An exact reproduction of every record is required.
▼
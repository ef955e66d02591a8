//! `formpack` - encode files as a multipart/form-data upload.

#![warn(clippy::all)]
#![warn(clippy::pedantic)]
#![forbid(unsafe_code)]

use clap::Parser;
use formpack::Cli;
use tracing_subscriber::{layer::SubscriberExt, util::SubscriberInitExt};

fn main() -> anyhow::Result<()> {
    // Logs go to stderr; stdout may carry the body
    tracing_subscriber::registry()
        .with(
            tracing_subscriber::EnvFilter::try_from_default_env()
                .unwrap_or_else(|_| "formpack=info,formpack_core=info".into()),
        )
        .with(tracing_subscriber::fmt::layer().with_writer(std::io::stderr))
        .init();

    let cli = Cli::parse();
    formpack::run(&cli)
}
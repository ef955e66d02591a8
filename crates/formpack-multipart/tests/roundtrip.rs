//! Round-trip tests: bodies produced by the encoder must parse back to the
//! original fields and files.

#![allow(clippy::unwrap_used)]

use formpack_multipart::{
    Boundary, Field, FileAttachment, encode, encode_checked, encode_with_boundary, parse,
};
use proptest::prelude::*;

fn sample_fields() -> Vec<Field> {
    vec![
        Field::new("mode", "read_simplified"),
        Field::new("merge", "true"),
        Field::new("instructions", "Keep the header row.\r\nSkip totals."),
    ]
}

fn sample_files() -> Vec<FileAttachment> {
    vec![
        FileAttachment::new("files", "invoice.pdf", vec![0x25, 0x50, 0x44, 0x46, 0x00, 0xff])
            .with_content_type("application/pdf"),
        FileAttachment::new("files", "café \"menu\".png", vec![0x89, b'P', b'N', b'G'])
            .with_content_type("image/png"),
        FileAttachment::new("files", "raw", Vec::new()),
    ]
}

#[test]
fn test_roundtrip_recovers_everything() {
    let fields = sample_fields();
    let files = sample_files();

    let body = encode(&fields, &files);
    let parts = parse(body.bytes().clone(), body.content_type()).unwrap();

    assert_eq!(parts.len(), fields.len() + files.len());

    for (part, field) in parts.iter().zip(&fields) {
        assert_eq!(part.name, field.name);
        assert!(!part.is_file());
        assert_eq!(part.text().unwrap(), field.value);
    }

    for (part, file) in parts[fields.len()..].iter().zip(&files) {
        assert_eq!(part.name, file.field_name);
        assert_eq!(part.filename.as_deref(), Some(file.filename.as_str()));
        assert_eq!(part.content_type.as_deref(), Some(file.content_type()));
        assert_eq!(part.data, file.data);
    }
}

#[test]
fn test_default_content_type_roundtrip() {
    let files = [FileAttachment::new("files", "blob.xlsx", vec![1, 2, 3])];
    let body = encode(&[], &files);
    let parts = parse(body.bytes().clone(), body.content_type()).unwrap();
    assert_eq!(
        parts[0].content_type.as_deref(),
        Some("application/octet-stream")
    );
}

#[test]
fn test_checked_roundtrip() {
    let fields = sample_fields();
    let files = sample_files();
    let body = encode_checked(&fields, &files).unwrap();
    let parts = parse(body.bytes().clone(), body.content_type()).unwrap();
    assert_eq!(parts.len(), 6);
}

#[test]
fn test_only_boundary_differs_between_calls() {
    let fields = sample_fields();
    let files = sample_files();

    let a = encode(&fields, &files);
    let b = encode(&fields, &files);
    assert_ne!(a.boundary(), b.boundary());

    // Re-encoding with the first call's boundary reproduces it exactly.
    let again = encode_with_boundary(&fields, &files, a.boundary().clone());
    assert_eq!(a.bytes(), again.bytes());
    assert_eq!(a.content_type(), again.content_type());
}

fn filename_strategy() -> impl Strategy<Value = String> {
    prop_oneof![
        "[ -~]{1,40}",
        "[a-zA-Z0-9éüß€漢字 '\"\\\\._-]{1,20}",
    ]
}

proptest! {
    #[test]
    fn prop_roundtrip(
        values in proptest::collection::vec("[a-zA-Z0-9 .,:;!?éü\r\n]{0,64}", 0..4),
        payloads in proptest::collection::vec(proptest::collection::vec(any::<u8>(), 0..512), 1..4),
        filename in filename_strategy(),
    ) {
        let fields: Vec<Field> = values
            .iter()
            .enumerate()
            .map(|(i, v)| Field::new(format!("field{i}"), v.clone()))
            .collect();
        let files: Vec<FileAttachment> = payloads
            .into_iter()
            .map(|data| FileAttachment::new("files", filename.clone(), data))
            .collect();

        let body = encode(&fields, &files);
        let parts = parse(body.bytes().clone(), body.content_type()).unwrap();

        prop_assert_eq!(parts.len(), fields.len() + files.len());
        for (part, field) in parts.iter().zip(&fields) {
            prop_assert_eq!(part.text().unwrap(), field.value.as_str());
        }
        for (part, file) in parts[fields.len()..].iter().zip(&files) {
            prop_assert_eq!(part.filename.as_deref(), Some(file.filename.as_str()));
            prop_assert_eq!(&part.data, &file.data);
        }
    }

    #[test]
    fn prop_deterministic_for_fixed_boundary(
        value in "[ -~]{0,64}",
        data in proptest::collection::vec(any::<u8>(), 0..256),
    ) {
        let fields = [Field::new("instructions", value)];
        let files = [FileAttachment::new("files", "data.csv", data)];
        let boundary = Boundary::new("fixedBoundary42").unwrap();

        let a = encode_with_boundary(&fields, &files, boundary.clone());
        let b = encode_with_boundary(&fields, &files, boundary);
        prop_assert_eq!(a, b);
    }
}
▲
● **Response to this exercise**:
repository ef955e66d02591a8
//! `formpack` - encode files as a multipart/form-data upload.

#![warn(clippy::all)]
#![warn(clippy::pedantic)]
#![forbid(unsafe_code)]

use clap::Parser;
use formpack::Cli;
use tracing_subscriber::{layer::SubscriberExt, util::SubscriberInitExt};

fn main() -> anyhow::Result<()> {
    // Logs go to stderr; stdout may carry the body
    tracing_subscriber::registry()
        .with(
            tracing_subscriber::EnvFilter::try_from_default_env()
                .unwrap_or_else(|_| "formpack=info,formpack_core=info".into()),
        )
        .with(tracing_subscriber::fmt::layer().with_writer(std::io::stderr))
        .init();

    let cli = Cli::parse();
    formpack::run(&cli)
}
repository ef955e66d02591a8
filename crates/formpack-multipart/tests/roundtrip.rs
//! Round-trip tests: bodies produced by the encoder must parse back to the
//! original fields and files.

#![allow(clippy::unwrap_used)]

use formpack_multipart::{
    Boundary, Field, FileAttachment, encode, encode_checked, encode_with_boundary, parse,
};
use proptest::prelude::*;

fn sample_fields() -> Vec<Field> {
    vec![
        Field::new("mode", "read_simplified"),
        Field::new("merge", "true"),
        Field::new("instructions", "Keep the header row.\r\nSkip totals."),
    ]
}

fn sample_files() -> Vec<FileAttachment> {
    vec![
        FileAttachment::new("files", "invoice.pdf", vec![0x25, 0x50, 0x44, 0x46, 0x00, 0xff])
            .with_content_type("application/pdf"),
        FileAttachment::new("files", "café \"menu\".png", vec![0x89, b'P', b'N', b'G'])
            .with_content_type("image/png"),
        FileAttachment::new("files", "raw", Vec::new()),
    ]
}

#[test]
fn test_roundtrip_recovers_everything() {
    let fields = sample_fields();
    let files = sample_files();

    let body = encode(&fields, &files);
    let parts = parse(body.bytes().clone(), body.content_type()).unwrap();

    assert_eq!(parts.len(), fields.len() + files.len());

    for (part, field) in parts.iter().zip(&fields) {
        assert_eq!(part.name, field.name);
        assert!(!part.is_file());
        assert_eq!(part.text().unwrap(), field.value);
    }

    for (part, file) in parts[fields.len()..].iter().zip(&files) {
        assert_eq!(part.name, file.field_name);
        assert_eq!(part.filename.as_deref(), Some(file.filename.as_str()));
        assert_eq!(part.content_type.as_deref(), Some(file.content_type()));
        assert_eq!(part.data, file.data);
    }
}

#[test]
fn test_default_content_type_roundtrip() {
    let files = [FileAttachment::new("files", "blob.xlsx", vec![1, 2, 3])];
    let body = encode(&[], &files);
    let parts = parse(body.bytes().clone(), body.content_type()).unwrap();
    assert_eq!(
        parts[0].content_type.as_deref(),
        Some("application/octet-stream")
    );
}

#[test]
fn test_checked_roundtrip() {
    let fields = sample_fields();
    let files = sample_files();
    let body = encode_checked(&fields, &files).unwrap();
    let parts = parse(body.bytes().clone(), body.content_type()).unwrap();
    assert_eq!(parts.len(), 6);
}

#[test]
fn test_only_boundary_differs_between_calls() {
    let fields = sample_fields();
    let files = sample_files();

    let a = encode(&fields, &files);
    let b = encode(&fields, &files);
    assert_ne!(a.boundary(), b.boundary());

    // Re-encoding with the first call's boundary reproduces it exactly.
    let again = encode_with_boundary(&fields, &files, a.boundary().clone());
    assert_eq!(a.bytes(), again.bytes());
    assert_eq!(a.content_type(), again.content_type());
}

fn filename_strategy() -> impl Strategy<Value = String> {
    prop_oneof![
        "[ -~]{1,40}",
        "[a-zA-Z0-9éüß€漢字 '\"\\\\._-]{1,20}",
    ]
}

proptest! {
    #[test]
    fn prop_roundtrip(
        values in proptest::collection::vec("[a-zA-Z0-9 .,:;!?éü\r\n]{0,64}", 0..4),
        payloads in proptest::collection::vec(proptest::collection::vec(any::<u8>(), 0..512), 1..4),
        filename in filename_strategy(),
    ) {
        let fields: Vec<Field> = values
            .iter()
            .enumerate()
            .map(|(i, v)| Field::new(format!("field{i}"), v.clone()))
            .collect();
        let files: Vec<FileAttachment> = payloads
            .into_iter()
            .map(|data| FileAttachment::new("files", filename.clone(), data))
            .collect();

        let body = encode(&fields, &files);
        let parts = parse(body.bytes().clone(), body.content_type()).unwrap();

        prop_assert_eq!(parts.len(), fields.len() + files.len());
        for (part, field) in parts.iter().zip(&fields) {
            prop_assert_eq!(part.text().unwrap(), field.value.as_str());
        }
        for (part, file) in parts[fields.len()..].iter().zip(&files) {
            prop_assert_eq!(part.filename.as_deref(), Some(file.filename.as_str()));
            prop_assert_eq!(&part.data, &file.data);
        }
    }

    #[test]
    fn prop_deterministic_for_fixed_boundary(
        value in "[ -~]{0,64}",
        data in proptest::collection::vec(any::<u8>(), 0..256),
    ) {
        let fields = [Field::new("instructions", value)];
        let files = [FileAttachment::new("files", "data.csv", data)];
        let boundary = Boundary::new("fixedBoundary42").unwrap();

        let a = encode_with_boundary(&fields, &files, boundary.clone());
        let b = encode_with_boundary(&fields, &files, boundary);
        prop_assert_eq!(a, b);
    }
}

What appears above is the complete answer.